(Collected data)
BEGIN
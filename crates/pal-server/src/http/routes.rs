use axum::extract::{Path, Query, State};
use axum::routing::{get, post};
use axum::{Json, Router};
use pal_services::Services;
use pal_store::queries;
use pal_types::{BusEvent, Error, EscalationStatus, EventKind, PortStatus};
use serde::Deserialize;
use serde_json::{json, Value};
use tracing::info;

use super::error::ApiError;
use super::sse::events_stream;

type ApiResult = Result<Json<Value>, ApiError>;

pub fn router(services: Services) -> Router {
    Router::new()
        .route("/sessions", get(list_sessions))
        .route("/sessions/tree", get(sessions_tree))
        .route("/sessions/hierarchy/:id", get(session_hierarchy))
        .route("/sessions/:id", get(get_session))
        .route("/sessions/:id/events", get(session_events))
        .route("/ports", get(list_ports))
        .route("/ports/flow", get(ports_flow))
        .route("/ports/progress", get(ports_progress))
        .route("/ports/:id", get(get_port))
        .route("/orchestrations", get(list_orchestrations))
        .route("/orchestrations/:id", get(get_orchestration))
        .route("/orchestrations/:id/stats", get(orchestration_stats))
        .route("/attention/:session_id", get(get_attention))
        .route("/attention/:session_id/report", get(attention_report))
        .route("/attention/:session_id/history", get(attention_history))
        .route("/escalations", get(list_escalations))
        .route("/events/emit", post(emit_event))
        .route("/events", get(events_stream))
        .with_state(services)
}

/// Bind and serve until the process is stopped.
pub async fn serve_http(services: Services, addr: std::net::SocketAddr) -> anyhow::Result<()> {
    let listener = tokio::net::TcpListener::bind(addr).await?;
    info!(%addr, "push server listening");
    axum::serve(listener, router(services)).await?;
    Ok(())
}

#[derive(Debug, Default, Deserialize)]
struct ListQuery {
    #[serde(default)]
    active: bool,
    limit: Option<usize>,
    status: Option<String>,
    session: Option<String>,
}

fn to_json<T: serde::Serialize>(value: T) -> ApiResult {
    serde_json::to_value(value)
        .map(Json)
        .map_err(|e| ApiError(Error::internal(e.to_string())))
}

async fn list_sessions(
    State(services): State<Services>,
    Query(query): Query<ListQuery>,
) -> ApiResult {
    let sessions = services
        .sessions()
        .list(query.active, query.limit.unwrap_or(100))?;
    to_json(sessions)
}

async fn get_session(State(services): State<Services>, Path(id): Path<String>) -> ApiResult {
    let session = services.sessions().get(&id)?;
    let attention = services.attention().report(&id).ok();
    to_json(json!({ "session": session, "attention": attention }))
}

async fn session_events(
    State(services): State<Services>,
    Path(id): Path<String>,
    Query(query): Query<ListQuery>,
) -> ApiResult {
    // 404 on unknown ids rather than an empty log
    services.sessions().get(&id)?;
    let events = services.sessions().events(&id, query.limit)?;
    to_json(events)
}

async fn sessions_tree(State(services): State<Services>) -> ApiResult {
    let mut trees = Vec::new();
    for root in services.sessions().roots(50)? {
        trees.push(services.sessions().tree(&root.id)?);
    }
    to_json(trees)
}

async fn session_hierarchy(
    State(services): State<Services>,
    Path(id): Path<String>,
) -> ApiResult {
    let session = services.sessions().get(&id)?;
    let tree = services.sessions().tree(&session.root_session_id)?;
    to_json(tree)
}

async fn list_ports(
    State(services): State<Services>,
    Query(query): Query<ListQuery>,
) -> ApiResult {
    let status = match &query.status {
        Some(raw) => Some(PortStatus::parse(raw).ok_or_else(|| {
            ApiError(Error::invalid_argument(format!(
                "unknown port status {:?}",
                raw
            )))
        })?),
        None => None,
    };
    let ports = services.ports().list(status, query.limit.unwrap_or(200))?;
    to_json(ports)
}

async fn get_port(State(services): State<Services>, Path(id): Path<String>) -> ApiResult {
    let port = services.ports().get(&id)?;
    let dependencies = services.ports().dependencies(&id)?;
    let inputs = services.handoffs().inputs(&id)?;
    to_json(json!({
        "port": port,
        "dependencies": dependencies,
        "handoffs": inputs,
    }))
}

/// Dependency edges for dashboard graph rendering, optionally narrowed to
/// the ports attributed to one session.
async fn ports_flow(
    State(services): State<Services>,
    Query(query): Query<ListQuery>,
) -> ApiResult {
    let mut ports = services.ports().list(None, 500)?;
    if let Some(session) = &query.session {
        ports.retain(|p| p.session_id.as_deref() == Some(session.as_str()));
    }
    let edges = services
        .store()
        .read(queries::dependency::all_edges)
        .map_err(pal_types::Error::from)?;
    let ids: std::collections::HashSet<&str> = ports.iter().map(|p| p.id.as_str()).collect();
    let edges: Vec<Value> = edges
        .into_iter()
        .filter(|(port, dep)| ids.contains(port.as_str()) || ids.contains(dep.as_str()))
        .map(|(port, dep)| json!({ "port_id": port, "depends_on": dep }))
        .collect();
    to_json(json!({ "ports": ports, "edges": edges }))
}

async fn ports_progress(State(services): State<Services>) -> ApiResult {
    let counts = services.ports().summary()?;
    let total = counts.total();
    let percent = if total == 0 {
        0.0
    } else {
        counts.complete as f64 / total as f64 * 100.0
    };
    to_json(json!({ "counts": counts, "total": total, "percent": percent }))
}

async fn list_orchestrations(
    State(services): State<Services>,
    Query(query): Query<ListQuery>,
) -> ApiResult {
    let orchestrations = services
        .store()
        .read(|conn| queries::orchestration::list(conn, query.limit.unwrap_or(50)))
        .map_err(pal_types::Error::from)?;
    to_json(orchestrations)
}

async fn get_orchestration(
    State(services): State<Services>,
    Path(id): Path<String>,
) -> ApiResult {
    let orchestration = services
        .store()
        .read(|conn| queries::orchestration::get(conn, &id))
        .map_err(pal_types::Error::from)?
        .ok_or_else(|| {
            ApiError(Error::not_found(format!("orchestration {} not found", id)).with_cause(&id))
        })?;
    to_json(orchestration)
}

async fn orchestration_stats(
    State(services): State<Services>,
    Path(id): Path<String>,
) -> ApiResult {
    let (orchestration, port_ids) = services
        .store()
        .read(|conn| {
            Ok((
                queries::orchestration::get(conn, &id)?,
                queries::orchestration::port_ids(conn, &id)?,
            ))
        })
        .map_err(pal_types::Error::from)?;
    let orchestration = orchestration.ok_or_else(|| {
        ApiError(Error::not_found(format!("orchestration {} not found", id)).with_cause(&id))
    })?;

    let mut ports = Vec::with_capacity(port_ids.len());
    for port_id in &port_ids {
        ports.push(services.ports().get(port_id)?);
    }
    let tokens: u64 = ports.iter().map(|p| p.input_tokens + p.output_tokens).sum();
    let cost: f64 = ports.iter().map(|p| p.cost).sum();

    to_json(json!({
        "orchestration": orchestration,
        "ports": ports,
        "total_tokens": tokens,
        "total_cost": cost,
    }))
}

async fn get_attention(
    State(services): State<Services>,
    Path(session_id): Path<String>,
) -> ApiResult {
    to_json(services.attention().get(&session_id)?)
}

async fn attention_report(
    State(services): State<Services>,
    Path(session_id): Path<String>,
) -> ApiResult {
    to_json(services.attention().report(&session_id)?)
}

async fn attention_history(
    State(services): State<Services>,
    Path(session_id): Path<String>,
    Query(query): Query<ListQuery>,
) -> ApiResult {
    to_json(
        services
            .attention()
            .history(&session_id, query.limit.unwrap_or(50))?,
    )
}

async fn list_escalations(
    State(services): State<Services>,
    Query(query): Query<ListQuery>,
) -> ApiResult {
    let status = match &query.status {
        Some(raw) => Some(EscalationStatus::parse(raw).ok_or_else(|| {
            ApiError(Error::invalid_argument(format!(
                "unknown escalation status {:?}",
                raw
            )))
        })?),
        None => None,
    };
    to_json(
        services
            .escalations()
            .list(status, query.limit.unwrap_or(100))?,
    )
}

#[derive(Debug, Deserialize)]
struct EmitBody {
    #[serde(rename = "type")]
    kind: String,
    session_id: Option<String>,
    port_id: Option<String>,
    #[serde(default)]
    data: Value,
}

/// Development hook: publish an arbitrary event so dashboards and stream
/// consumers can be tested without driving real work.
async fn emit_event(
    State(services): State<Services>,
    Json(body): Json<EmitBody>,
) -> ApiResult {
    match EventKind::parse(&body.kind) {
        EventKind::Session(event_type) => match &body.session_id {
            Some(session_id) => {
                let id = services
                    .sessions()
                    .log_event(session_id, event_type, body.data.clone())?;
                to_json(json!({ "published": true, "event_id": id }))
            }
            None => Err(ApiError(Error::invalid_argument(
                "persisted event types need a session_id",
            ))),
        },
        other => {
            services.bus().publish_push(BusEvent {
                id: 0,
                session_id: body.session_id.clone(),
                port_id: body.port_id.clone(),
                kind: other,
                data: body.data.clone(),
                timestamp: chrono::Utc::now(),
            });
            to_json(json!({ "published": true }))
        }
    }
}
END
Assignment: Your answer consists solely of the lines from the top of the records above through the line that contains "pub async fn", each echoed exactly.

Task solution:
filename crates/pal-server/src/http/routes.rs
use axum::extract::{Path, Query, State};
use axum::routing::{get, post};
use axum::{Json, Router};
use pal_services::Services;
use pal_store::queries;
use pal_types::{BusEvent, Error, EscalationStatus, EventKind, PortStatus};
use serde::Deserialize;
use serde_json::{json, Value};
use tracing::info;

use super::error::ApiError;
use super::sse::events_stream;

type ApiResult = Result<Json<Value>, ApiError>;

pub fn router(services: Services) -> Router {
    Router::new()
        .route("/sessions", get(list_sessions))
        .route("/sessions/tree", get(sessions_tree))
        .route("/sessions/hierarchy/:id", get(session_hierarchy))
        .route("/sessions/:id", get(get_session))
        .route("/sessions/:id/events", get(session_events))
        .route("/ports", get(list_ports))
        .route("/ports/flow", get(ports_flow))
        .route("/ports/progress", get(ports_progress))
        .route("/ports/:id", get(get_port))
        .route("/orchestrations", get(list_orchestrations))
        .route("/orchestrations/:id", get(get_orchestration))
        .route("/orchestrations/:id/stats", get(orchestration_stats))
        .route("/attention/:session_id", get(get_attention))
        .route("/attention/:session_id/report", get(attention_report))
        .route("/attention/:session_id/history", get(attention_history))
        .route("/escalations", get(list_escalations))
        .route("/events/emit", post(emit_event))
        .route("/events", get(events_stream))
        .with_state(services)
}

/// Bind and serve until the process is stopped.
pub async fn serve_http(services: Services, addr: std::net::SocketAddr) -> anyhow::Result<()> {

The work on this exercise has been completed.